** Opening EXTRACTED MATERIAL block **
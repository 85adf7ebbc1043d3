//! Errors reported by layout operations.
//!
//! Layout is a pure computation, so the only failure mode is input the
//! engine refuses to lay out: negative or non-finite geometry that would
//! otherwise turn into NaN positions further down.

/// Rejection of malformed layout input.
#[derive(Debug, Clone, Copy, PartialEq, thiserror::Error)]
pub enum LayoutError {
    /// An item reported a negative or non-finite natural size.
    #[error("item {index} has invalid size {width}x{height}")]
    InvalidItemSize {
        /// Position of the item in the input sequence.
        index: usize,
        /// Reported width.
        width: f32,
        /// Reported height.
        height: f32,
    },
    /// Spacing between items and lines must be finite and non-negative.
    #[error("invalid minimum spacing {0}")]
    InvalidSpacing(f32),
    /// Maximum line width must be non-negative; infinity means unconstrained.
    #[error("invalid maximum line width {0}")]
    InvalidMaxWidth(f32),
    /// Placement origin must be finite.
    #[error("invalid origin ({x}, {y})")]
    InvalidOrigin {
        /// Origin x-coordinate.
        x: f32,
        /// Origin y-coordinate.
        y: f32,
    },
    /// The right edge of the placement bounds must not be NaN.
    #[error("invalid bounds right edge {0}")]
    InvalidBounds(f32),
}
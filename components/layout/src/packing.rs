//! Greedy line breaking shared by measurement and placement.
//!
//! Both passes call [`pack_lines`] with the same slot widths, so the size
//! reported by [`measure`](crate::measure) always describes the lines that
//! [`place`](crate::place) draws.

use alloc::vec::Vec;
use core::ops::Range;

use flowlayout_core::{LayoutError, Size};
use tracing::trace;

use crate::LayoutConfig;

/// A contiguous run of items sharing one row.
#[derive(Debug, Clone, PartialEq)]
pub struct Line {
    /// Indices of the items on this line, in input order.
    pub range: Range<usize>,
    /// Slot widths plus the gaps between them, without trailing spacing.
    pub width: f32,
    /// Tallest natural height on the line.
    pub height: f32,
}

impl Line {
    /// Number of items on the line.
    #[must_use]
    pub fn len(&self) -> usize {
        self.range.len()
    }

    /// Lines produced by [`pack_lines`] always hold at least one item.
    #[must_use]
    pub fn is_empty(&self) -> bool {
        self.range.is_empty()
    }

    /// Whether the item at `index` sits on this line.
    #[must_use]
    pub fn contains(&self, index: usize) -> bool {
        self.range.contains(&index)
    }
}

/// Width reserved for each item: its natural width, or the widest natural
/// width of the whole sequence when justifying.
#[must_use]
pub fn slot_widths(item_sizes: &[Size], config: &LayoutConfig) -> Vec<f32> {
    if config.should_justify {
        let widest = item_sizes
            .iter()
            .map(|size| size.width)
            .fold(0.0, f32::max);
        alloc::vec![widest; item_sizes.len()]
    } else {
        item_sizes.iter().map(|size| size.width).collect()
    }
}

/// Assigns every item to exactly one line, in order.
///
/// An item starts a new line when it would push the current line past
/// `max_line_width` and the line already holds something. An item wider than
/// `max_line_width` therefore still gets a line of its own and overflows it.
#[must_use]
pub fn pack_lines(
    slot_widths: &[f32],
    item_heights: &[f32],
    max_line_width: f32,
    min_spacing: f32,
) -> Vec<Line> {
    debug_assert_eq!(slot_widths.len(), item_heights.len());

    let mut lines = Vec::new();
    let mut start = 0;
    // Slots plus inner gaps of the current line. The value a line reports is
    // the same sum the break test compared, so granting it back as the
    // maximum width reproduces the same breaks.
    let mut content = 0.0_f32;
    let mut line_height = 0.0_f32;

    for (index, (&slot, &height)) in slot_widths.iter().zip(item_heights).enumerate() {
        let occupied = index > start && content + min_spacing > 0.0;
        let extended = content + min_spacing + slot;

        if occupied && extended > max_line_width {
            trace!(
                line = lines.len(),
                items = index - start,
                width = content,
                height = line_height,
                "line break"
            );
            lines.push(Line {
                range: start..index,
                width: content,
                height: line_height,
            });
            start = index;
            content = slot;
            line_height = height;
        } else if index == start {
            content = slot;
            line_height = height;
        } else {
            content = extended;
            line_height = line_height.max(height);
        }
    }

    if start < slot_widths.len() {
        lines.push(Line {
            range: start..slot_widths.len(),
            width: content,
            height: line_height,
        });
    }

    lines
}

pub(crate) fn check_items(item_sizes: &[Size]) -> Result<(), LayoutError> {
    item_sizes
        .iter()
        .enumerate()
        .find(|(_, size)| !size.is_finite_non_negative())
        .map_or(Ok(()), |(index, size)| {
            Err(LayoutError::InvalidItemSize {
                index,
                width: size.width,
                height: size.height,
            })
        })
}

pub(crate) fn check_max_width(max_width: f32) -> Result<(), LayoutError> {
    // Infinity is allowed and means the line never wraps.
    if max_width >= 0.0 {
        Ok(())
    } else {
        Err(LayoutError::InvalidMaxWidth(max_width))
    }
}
** Closing EXTRACTED MATERIAL block **
(YOUR TASK)
Among the records, find all lines that include the string "derive" and return them.

(TASK ANSWER)
#[derive(Debug, Clone, Copy, PartialEq, thiserror::Error)]
#[derive(Debug, Clone, PartialEq)]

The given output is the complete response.